→ **Instructions for the task**: Below are the lines to check; count those holding the string "mpsc" and give only the number.

Collected data
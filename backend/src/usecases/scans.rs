use std::sync::Arc;

use chrono::Utc;
use crates::{
    domain::{
        repositories::{
            cache::CacheStore, qr_code_scans::QrCodeScanRepository, qr_codes::QrCodeRepository,
        },
        value_objects::{
            qr_codes::RateLimitConfig,
            rate_limits::RateLimitPolicy,
            scans::{ScanAnalyticsDto, ScanContext, ScanResultDto, ScanWebhookPayload, aggregate_scans},
        },
    },
    infra::cache::{keys, typed},
};
use thiserror::Error;
use tracing::{debug, info};
use uuid::Uuid;

use super::{
    access::AccessPolicy,
    entitlements::{EntitlementError, EntitlementsUseCase},
    rate_limiter::{RateLimitError, RateLimiter},
    side_effects::{SideEffect, SideEffectQueue},
    webhook_outbox::ScanWebhookJob,
};

#[derive(Debug, Error)]
pub enum ScanError {
    #[error("QR code {0} not found")]
    QrCodeNotFound(Uuid),
    #[error("QR code is inactive")]
    Inactive,
    #[error("QR code has expired")]
    Expired,
    #[error("QR code scan limit reached")]
    LimitReached,
    #[error("no access to this QR code's analytics")]
    Forbidden,
    #[error(transparent)]
    RateLimit(#[from] RateLimitError),
    #[error(transparent)]
    Entitlement(#[from] EntitlementError),
    #[error(transparent)]
    Internal(#[from] anyhow::Error),
}

pub type UseCaseResult<T> = std::result::Result<T, ScanError>;

pub struct ScansUseCase {
    qr_code_repository: Arc<dyn QrCodeRepository + Send + Sync>,
    scan_repository: Arc<dyn QrCodeScanRepository + Send + Sync>,
    entitlements: Arc<EntitlementsUseCase>,
    access: Arc<AccessPolicy>,
    rate_limiter: Arc<RateLimiter>,
    side_effects: SideEffectQueue,
    cache: Arc<dyn CacheStore>,
}

impl ScansUseCase {
    pub fn new(
        qr_code_repository: Arc<dyn QrCodeRepository + Send + Sync>,
        scan_repository: Arc<dyn QrCodeScanRepository + Send + Sync>,
        entitlements: Arc<EntitlementsUseCase>,
        access: Arc<AccessPolicy>,
        rate_limiter: Arc<RateLimiter>,
        side_effects: SideEffectQueue,
        cache: Arc<dyn CacheStore>,
    ) -> Self {
        Self {
            qr_code_repository,
            scan_repository,
            entitlements,
            access,
            rate_limiter,
            side_effects,
            cache,
        }
    }

    pub async fn record(&self, qr_code_id: Uuid, context: ScanContext) -> UseCaseResult<ScanResultDto> {
        let now = Utc::now();
        let qr_code = self
            .qr_code_repository
            .find_by_id(qr_code_id)
            .await?
            .ok_or(ScanError::QrCodeNotFound(qr_code_id))?;

        if !qr_code.is_active {
            return Err(ScanError::Inactive);
        }
        if qr_code.is_expired_at(now) {
            return Err(ScanError::Expired);
        }
        if qr_code.scan_limit_reached() {
            return Err(ScanError::LimitReached);
        }

        let config = qr_code
            .rate_limit_config
            .clone()
            .and_then(|value| serde_json::from_value::<RateLimitConfig>(value).ok());
        let ip = context.ip_address.as_deref().unwrap_or("unknown");
        self.rate_limiter
            .enforce(&format!("scan:{ip}:{qr_code_id}"), &RateLimitPolicy::qr_scan(config.as_ref()))
            .await?;

        self.entitlements
            .assert_within_monthly_scan_quota(qr_code.user_id)
            .await?;

        // The store re-checks max_scans inside the insert transaction.
        let Some(scan) = self
            .scan_repository
            .record_scan(context.into_insert_entity(qr_code_id, now))
            .await?
        else {
            debug!(%qr_code_id, "scans: lost the race for the last allowed scan");
            return Err(ScanError::LimitReached);
        };

        let redirect_url = qr_code.destination().to_string();
        if let Some(webhook_url) = &qr_code.webhook_url {
            self.side_effects
                .submit(SideEffect::DeliverScanWebhook(ScanWebhookJob {
                    qr_code_id,
                    webhook_url: webhook_url.clone(),
                    secret: qr_code.webhook_secret.clone(),
                    payload: ScanWebhookPayload::from_scan(&scan, &redirect_url),
                }));
        }

        typed::invalidate(
            self.cache.as_ref(),
            &[keys::qr_code(qr_code_id), keys::scan_stats(qr_code_id)],
        )
        .await;
        info!(%qr_code_id, scan_id = %scan.id, "scans: recorded");

        Ok(ScanResultDto {
            success: true,
            scan_id: scan.id,
            redirect_url,
        })
    }

    pub async fn analytics(&self, user_id: Uuid, qr_code_id: Uuid) -> UseCaseResult<ScanAnalyticsDto> {
        let qr_code = self
            .qr_code_repository
            .find_by_id(qr_code_id)
            .await?
            .ok_or(ScanError::QrCodeNotFound(qr_code_id))?;
        if !self.access.can_view(user_id, &qr_code).await? {
            return Err(ScanError::Forbidden);
        }

        let scan_repository = Arc::clone(&self.scan_repository);
        let analytics = typed::get_or_set(
            self.cache.as_ref(),
            &keys::scan_stats(qr_code_id),
            keys::SCAN_STATS_TTL,
            || async move {
                let scans = scan_repository.list_by_qr_code(qr_code_id).await?;
                Ok(aggregate_scans(&scans))
            },
        )
        .await?;
        Ok(analytics)
    }
}

#[cfg(test)]
mod tests {
    use super::*;
    use crate::usecases::{
        access::tests::sample_qr,
        entitlements::tests::entitlements_with,
        rate_limiter::tests::{exhausted_limiter, permissive_limiter},
    };
    use chrono::Duration;
    use crates::{
        domain::{
            entities::qr_code_scans::QrCodeScanEntity,
            entities::qr_codes::QrCodeEntity,
            repositories::{
                organizations::MockOrganizationRepository,
                qr_code_scans::MockQrCodeScanRepository, qr_codes::MockQrCodeRepository,
            },
        },
        infra::cache::memory_cache::MemoryCache,
    };
    use tokio::sync::mpsc;

    struct Fixture {
        owner: Uuid,
        qr_code: QrCodeEntity,
    }

    impl Fixture {
        fn new() -> Self {
            let owner = Uuid::new_v4();
            Self {
                owner,
                qr_code: sample_qr(Uuid::new_v4(), owner, None),
            }
        }

        fn usecase(
            &self,
            scans: MockQrCodeScanRepository,
            monthly_scans: i64,
            limiter: RateLimiter,
        ) -> (ScansUseCase, mpsc::Receiver<SideEffect>) {
            let qr_code = self.qr_code.clone();
            let mut qr_codes = MockQrCodeRepository::new();
            qr_codes
                .expect_find_by_id()
                .returning(move |_| Ok(Some(qr_code.clone())));
            let mut organizations = MockOrganizationRepository::new();
            organizations
                .expect_find_member_role()
                .returning(|_, _| Ok(None));

            let (queue, rx) = SideEffectQueue::new(8);
            let usecase = ScansUseCase::new(
                Arc::new(qr_codes),
                Arc::new(scans),
                Arc::new(entitlements_with(self.owner, "FREE", 0, monthly_scans)),
                Arc::new(AccessPolicy::new(Arc::new(organizations))),
                Arc::new(limiter),
                queue,
                Arc::new(MemoryCache::new()),
            );
            (usecase, rx)
        }
    }

    fn stored_scan(insert: crates::domain::entities::qr_code_scans::InsertQrCodeScanEntity) -> QrCodeScanEntity {
        QrCodeScanEntity {
            id: Uuid::new_v4(),
            qr_code_id: insert.qr_code_id,
            user_agent: insert.user_agent,
            ip_address: insert.ip_address,
            country: insert.country,
            city: insert.city,
            device: insert.device,
            browser: insert.browser,
            os: insert.os,
            scanned_at: insert.scanned_at,
        }
    }

    fn context() -> ScanContext {
        ScanContext {
            user_agent: Some("Mozilla/5.0 (iPhone; CPU iPhone OS 17_0 like Mac OS X) Mobile/15E148".to_string()),
            ip_address: Some("203.0.113.7".to_string()),
            country: Some("IN".to_string()),
            city: Some("Pune".to_string()),
        }
    }

    #[tokio::test]
    async fn scan_is_recorded_and_redirects_to_the_destination() {
        let mut fixture = Fixture::new();
        fixture.qr_code.redirect_url = Some("https://example.com/landing".to_string());
        let mut scans = MockQrCodeScanRepository::new();
        scans
            .expect_record_scan()
            .withf(|insert| insert.device.as_deref() == Some("mobile"))
            .times(1)
            .returning(|insert| Ok(Some(stored_scan(insert))));

        let (usecase, mut rx) = fixture.usecase(scans, 0, permissive_limiter());
        let result = usecase.record(fixture.qr_code.id, context()).await.unwrap();

        assert!(result.success);
        assert_eq!(result.redirect_url, "https://example.com/landing");
        // no webhook configured
        assert!(rx.try_recv().is_err());
    }

    #[tokio::test]
    async fn configured_webhooks_are_enqueued() {
        let mut fixture = Fixture::new();
        fixture.qr_code.webhook_url = Some("https://hooks.example.com".to_string());
        fixture.qr_code.webhook_secret = Some("whsec".to_string());
        let mut scans = MockQrCodeScanRepository::new();
        scans
            .expect_record_scan()
            .returning(|insert| Ok(Some(stored_scan(insert))));

        let (usecase, mut rx) = fixture.usecase(scans, 0, permissive_limiter());
        let result = usecase.record(fixture.qr_code.id, context()).await.unwrap();

        match rx.try_recv().unwrap() {
            SideEffect::DeliverScanWebhook(job) => {
                assert_eq!(job.payload.scan_id, result.scan_id);
                assert_eq!(job.secret.as_deref(), Some("whsec"));
                assert_eq!(job.payload.country.as_deref(), Some("IN"));
            }
            other => panic!("unexpected side effect: {other:?}"),
        }
    }

    #[tokio::test]
    async fn inactive_expired_and_exhausted_codes_are_refused() {
        let mut fixture = Fixture::new();
        fixture.qr_code.is_active = false;
        let (usecase, _rx) = fixture.usecase(MockQrCodeScanRepository::new(), 0, permissive_limiter());
        assert!(matches!(usecase.record(fixture.qr_code.id, context()).await, Err(ScanError::Inactive)));

        let mut fixture = Fixture::new();
        fixture.qr_code.expires_at = Some(Utc::now() - Duration::minutes(1));
        let (usecase, _rx) = fixture.usecase(MockQrCodeScanRepository::new(), 0, permissive_limiter());
        assert!(matches!(usecase.record(fixture.qr_code.id, context()).await, Err(ScanError::Expired)));

        let mut fixture = Fixture::new();
        fixture.qr_code.max_scans = Some(5);
        fixture.qr_code.scan_count = 5;
        let (usecase, _rx) = fixture.usecase(MockQrCodeScanRepository::new(), 0, permissive_limiter());
        assert!(matches!(
            usecase.record(fixture.qr_code.id, context()).await,
            Err(ScanError::LimitReached)
        ));
    }

    #[tokio::test]
    async fn conditional_increment_losing_the_race_reports_limit_reached() {
        let mut fixture = Fixture::new();
        fixture.qr_code.max_scans = Some(5);
        fixture.qr_code.scan_count = 4;
        let mut scans = MockQrCodeScanRepository::new();
        scans.expect_record_scan().returning(|_| Ok(None));

        let (usecase, _rx) = fixture.usecase(scans, 0, permissive_limiter());
        assert!(matches!(
            usecase.record(fixture.qr_code.id, context()).await,
            Err(ScanError::LimitReached)
        ));
    }

    #[tokio::test]
    async fn owner_quota_and_rate_limit_block_before_insert() {
        let fixture = Fixture::new();
        let mut scans = MockQrCodeScanRepository::new();
        scans.expect_record_scan().never();

        let (usecase, _rx) = fixture.usecase(scans, 1_000, permissive_limiter());
        assert!(matches!(
            usecase.record(fixture.qr_code.id, context()).await,
            Err(ScanError::Entitlement(EntitlementError::ScanQuota { .. }))
        ));

        let mut scans = MockQrCodeScanRepository::new();
        scans.expect_record_scan().never();
        let (usecase, _rx) = fixture.usecase(scans, 0, exhausted_limiter());
        assert!(matches!(
            usecase.record(fixture.qr_code.id, context()).await,
            Err(ScanError::RateLimit(RateLimitError::Limited { .. }))
        ));
    }

    #[tokio::test]
    async fn analytics_are_owner_only_and_cached() {
        let fixture = Fixture::new();
        let qr_code_id = fixture.qr_code.id;
        let mut scans = MockQrCodeScanRepository::new();
        scans
            .expect_list_by_qr_code()
            .times(1)
            .returning(|_| Ok(Vec::new()));

        let (usecase, _rx) = fixture.usecase(scans, 0, permissive_limiter());
        assert_eq!(usecase.analytics(fixture.owner, qr_code_id).await.unwrap().total_scans, 0);
        assert_eq!(usecase.analytics(fixture.owner, qr_code_id).await.unwrap().total_scans, 0);
        assert!(matches!(
            usecase.analytics(Uuid::new_v4(), qr_code_id).await,
            Err(ScanError::Forbidden)
        ));
    }
}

→ **Your solution**: 2